Por outro lado, Evandro Monteiro indicou que nos últimos dias o hospital recebeu um grupo de médicos amigos que estão a dar consulta e ajudar a estrutura a montar um bom serviço de otorrino, acrescentando que à semelhança desta equipa outra de cardiologia tem também apoiado o hospital regional.

Segundo o médico-cirurgião, não é a primeira vez que estão aqui a apoiar nessa área e querem, no futuro, ajudar o hospital a estabelecer parcerias estratégicas com os hospitais universitários do país de origem, acreditando que são especialistas com experiência vasta na área de actuação e são sempre uma mais-valia para o hospital, que deve ter a sensibilidade para saber aproveitar estas valências e desenvolver actividades médicas.

Na área de otorrinolaringologia, em específico, o director do hospital e da região sanitária destacou uma iniciativa do Ministério de Saúde para com determinadas áreas de especialidade que não existem em determinadas regiões sanitárias.
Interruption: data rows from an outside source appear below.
//! Typed publish/subscribe between the manager and its consumers.
//!
//! Listeners are registered per [`EventKind`] and receive events
//! synchronously, in publish order. Each registration returns a
//! [`CallbackHandle`] that removes the listener when unregistered or
//! dropped. Consumers that prefer a channel can use [`EventBus::subscribe`].

use parking_lot::RwLock;
use std::collections::HashMap;
use std::sync::atomic::{AtomicU64, Ordering};
use std::sync::{Arc, Weak};
use tokio::sync::broadcast;
use tracing::trace;

use crate::ble::permissions::Permission;
use crate::ble::transport::AdapterState;
use crate::protocol::DecodedMessage;

/// Event names listeners can register for.
#[derive(Debug, Clone, Copy, PartialEq, Eq, Hash)]
pub enum EventKind {
    /// Connection state changed.
    ConnectionState,
    /// A frame was decoded by the protocol codec.
    DataReceived,
    /// A frame arrived (raw bytes, emitted even when decoding fails).
    RawDataReceived,
    /// The adapter reported a new state.
    AdapterState,
    /// Initialization was refused one or more permissions.
    PermissionsDenied,
}

/// Events published by the manager.
#[derive(Debug, Clone, PartialEq)]
pub enum BleEvent {
    /// `true` once a session is fully set up, `false` whenever it is lost.
    ConnectionState(bool),
    /// Decoded protocol message.
    DataReceived(DecodedMessage),
    /// Raw frame bytes.
    RawDataReceived(Vec<u8>),
    /// Adapter state.
    AdapterState(AdapterState),
    /// Permissions the user refused.
    PermissionsDenied(Vec<Permission>),
}

impl BleEvent {
    /// The kind this event is delivered under.
    pub fn kind(&self) -> EventKind {
        match self {
            Self::ConnectionState(_) => EventKind::ConnectionState,
            Self::DataReceived(_) => EventKind::DataReceived,
            Self::RawDataReceived(_) => EventKind::RawDataReceived,
            Self::AdapterState(_) => EventKind::AdapterState,
            Self::PermissionsDenied(_) => EventKind::PermissionsDenied,
        }
    }
}

/// Identifier of a registered listener.
#[derive(Debug, Clone, Copy, PartialEq, Eq, Hash)]
pub struct ListenerId(u64);

type Listener = Arc<dyn Fn(&BleEvent) + Send + Sync>;
type ListenerMap = HashMap<EventKind, Vec<(ListenerId, Listener)>>;

/// Callback handle for unregistering listeners.
///
/// Dropping the handle unregisters the listener.
pub struct CallbackHandle {
    id: ListenerId,
    unregister_fn: Option<Box<dyn FnOnce() + Send + Sync>>,
}

impl CallbackHandle {
    pub(crate) fn new(id: ListenerId, unregister_fn: impl FnOnce() + Send + Sync + 'static) -> Self {
        Self {
            id,
            unregister_fn: Some(Box::new(unregister_fn)),
        }
    }

    /// Unregister this listener.
    pub fn unregister(mut self) {
        if let Some(f) = self.unregister_fn.take() {
            f();
        }
    }

    /// Keep the listener registered for the lifetime of the bus.
    pub fn detach(mut self) -> ListenerId {
        self.unregister_fn = None;
        self.id
    }

    /// Get the listener ID.
    pub fn id(&self) -> ListenerId {
        self.id
    }
}

impl Drop for CallbackHandle {
    fn drop(&mut self) {
        if let Some(f) = self.unregister_fn.take() {
            f();
        }
    }
}

impl std::fmt::Debug for CallbackHandle {
    fn fmt(&self, f: &mut std::fmt::Formatter<'_>) -> std::fmt::Result {
        f.debug_struct("CallbackHandle").field("id", &self.id).finish()
    }
}

/// Event bus shared by the manager components. Cloning shares the bus.
#[derive(Clone)]
pub struct EventBus {
    listeners: Arc<RwLock<ListenerMap>>,
    next_id: Arc<AtomicU64>,
    event_tx: broadcast::Sender<BleEvent>,
}

impl EventBus {
    /// Create a bus whose channel subscribers buffer up to `capacity` events.
    pub fn new(capacity: usize) -> Self {
        let (event_tx, _) = broadcast::channel(capacity.max(1));

        Self {
            listeners: Arc::new(RwLock::new(HashMap::new())),
            next_id: Arc::new(AtomicU64::new(0)),
            event_tx,
        }
    }

    /// Register a listener for one kind of event.
    pub fn on<F>(&self, kind: EventKind, listener: F) -> CallbackHandle
    where
        F: Fn(&BleEvent) + Send + Sync + 'static,
    {
        let id = ListenerId(self.next_id.fetch_add(1, Ordering::SeqCst));
        self.listeners
            .write()
            .entry(kind)
            .or_default()
            .push((id, Arc::new(listener)));

        let listeners: Weak<RwLock<ListenerMap>> = Arc::downgrade(&self.listeners);
        CallbackHandle::new(id, move || {
            if let Some(listeners) = listeners.upgrade() {
                remove_listener(&listeners, kind, id);
            }
        })
    }

    /// Remove a listener. Removing an unknown or already removed listener
    /// is a no-op; returns whether something was removed.
    pub fn off(&self, kind: EventKind, id: ListenerId) -> bool {
        remove_listener(&self.listeners, kind, id)
    }

    /// Publish an event to the listeners of its kind and to channel subscribers.
    pub fn publish(&self, event: BleEvent) {
        let kind = event.kind();

        // Listeners may unregister themselves while being called.
        let targets: Vec<Listener> = self
            .listeners
            .read()
            .get(&kind)
            .map(|entries| entries.iter().map(|(_, l)| l.clone()).collect())
            .unwrap_or_default();

        trace!("Publishing {:?} to {} listener(s)", kind, targets.len());

        for listener in targets {
            listener(&event);
        }

        let _ = self.event_tx.send(event);
    }

    /// Receive every published event through a channel.
    pub fn subscribe(&self) -> broadcast::Receiver<BleEvent> {
        self.event_tx.subscribe()
    }

    /// Number of listeners registered for a kind.
    pub fn listener_count(&self, kind: EventKind) -> usize {
        self.listeners.read().get(&kind).map_or(0, Vec::len)
    }
}

impl Default for EventBus {
    fn default() -> Self {
        Self::new(64)
    }
}

fn remove_listener(listeners: &RwLock<ListenerMap>, kind: EventKind, id: ListenerId) -> bool {
    let mut listeners = listeners.write();
    let Some(entries) = listeners.get_mut(&kind) else {
        return false;
    };

    let before = entries.len();
    entries.retain(|(entry_id, _)| *entry_id != id);
    let removed = entries.len() != before;

    if entries.is_empty() {
        listeners.remove(&kind);
    }
    removed
}

#[cfg(test)]
mod tests {
    use super::*;
    use parking_lot::Mutex;
    use pretty_assertions::assert_eq;

    fn recorder(bus: &EventBus, kind: EventKind) -> (Arc<Mutex<Vec<BleEvent>>>, CallbackHandle) {
        let seen = Arc::new(Mutex::new(Vec::new()));
        let sink = seen.clone();
        let handle = bus.on(kind, move |event| sink.lock().push(event.clone()));
        (seen, handle)
    }

    #[test]
    fn test_multiple_listeners_per_kind() {
        let bus = EventBus::default();
        let (first, _h1) = recorder(&bus, EventKind::ConnectionState);
        let (second, _h2) = recorder(&bus, EventKind::ConnectionState);
        let (raw, _h3) = recorder(&bus, EventKind::RawDataReceived);

        bus.publish(BleEvent::ConnectionState(true));

        assert_eq!(*first.lock(), vec![BleEvent::ConnectionState(true)]);
        assert_eq!(*second.lock(), vec![BleEvent::ConnectionState(true)]);
        assert!(raw.lock().is_empty());
    }

    #[test]
    fn test_events_delivered_in_publish_order() {
        let bus = EventBus::default();
        let (seen, _handle) = recorder(&bus, EventKind::RawDataReceived);

        for i in 0..5u8 {
            bus.publish(BleEvent::RawDataReceived(vec![i]));
        }

        let order: Vec<_> = seen
            .lock()
            .iter()
            .map(|e| match e {
                BleEvent::RawDataReceived(bytes) => bytes[0],
                other => panic!("unexpected event {:?}", other),
            })
            .collect();
        assert_eq!(order, vec![0, 1, 2, 3, 4]);
    }

    #[test]
    fn test_removal_is_idempotent() {
        let bus = EventBus::default();
        let (seen, handle) = recorder(&bus, EventKind::ConnectionState);
        let id = handle.detach();

        assert!(bus.off(EventKind::ConnectionState, id));
        assert!(!bus.off(EventKind::ConnectionState, id));
        assert!(!bus.off(EventKind::DataReceived, id));

        bus.publish(BleEvent::ConnectionState(false));
        assert!(seen.lock().is_empty());
        assert_eq!(bus.listener_count(EventKind::ConnectionState), 0);
    }

    #[test]
    fn test_dropping_handle_unregisters() {
        let bus = EventBus::default();
        let (seen, handle) = recorder(&bus, EventKind::AdapterState);
        assert_eq!(bus.listener_count(EventKind::AdapterState), 1);

        drop(handle);
        bus.publish(BleEvent::AdapterState(AdapterState::PoweredOn));

        assert!(seen.lock().is_empty());
        assert_eq!(bus.listener_count(EventKind::AdapterState), 0);
    }

    #[test]
    fn test_handle_outliving_bus_is_harmless() {
        let bus = EventBus::default();
        let (_seen, handle) = recorder(&bus, EventKind::DataReceived);
        drop(bus);
        handle.unregister();
    }

    #[test]
    fn test_listener_may_unregister_itself() {
        let bus = EventBus::default();
        let slot: Arc<Mutex<Option<CallbackHandle>>> = Arc::new(Mutex::new(None));
        let calls = Arc::new(AtomicU64::new(0));

        let inner_slot = slot.clone();
        let inner_calls = calls.clone();
        let handle = bus.on(EventKind::ConnectionState, move |_| {
            inner_calls.fetch_add(1, Ordering::SeqCst);
            inner_slot.lock().take();
        });
        *slot.lock() = Some(handle);

        bus.publish(BleEvent::ConnectionState(true));
        bus.publish(BleEvent::ConnectionState(false));

        assert_eq!(calls.load(Ordering::SeqCst), 1);
    }

    #[tokio::test]
    async fn test_channel_subscribers_receive_all_kinds() {
        let bus = EventBus::default();
        let mut rx = bus.subscribe();

        bus.publish(BleEvent::ConnectionState(true));
        bus.publish(BleEvent::RawDataReceived(vec![1, 2]));

        assert_eq!(rx.recv().await.unwrap(), BleEvent::ConnectionState(true));
        assert_eq!(rx.recv().await.unwrap(), BleEvent::RawDataReceived(vec![1, 2]));
    }
}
O hospital, segundo Evandro Monteiro, tem na área de otorrino um serviço bem equipado com doação de equipamentos por parte de especialistas que apoiaram o hospital, mas não tem especialistas que prestam serviço continuado o que levou a aproximar-se do Ministério da Saúde e das estruturas centrais, indicando que a resposta é favorável.

Assim, afirma, em meados de Maio, o hospital através da organização com as estruturas centrais, recebe a visita de uma equipa de especialistas do hospital Agostinho Neto, constituída por um otorrino, um anestesista e uma fonoaudióloga, sendo que esta última por ser a primeira vez vai fazer uma triagem de pacientes através de consultas alargadas a todas as pessoas que têm necessidade.

O director do hospital defende que uma equipa nacional poderá depois deslocar-se com periodicidade necessária, tendo em conta as demandas próprias para resolver “in loco” os problemas ligados a esta especialidade.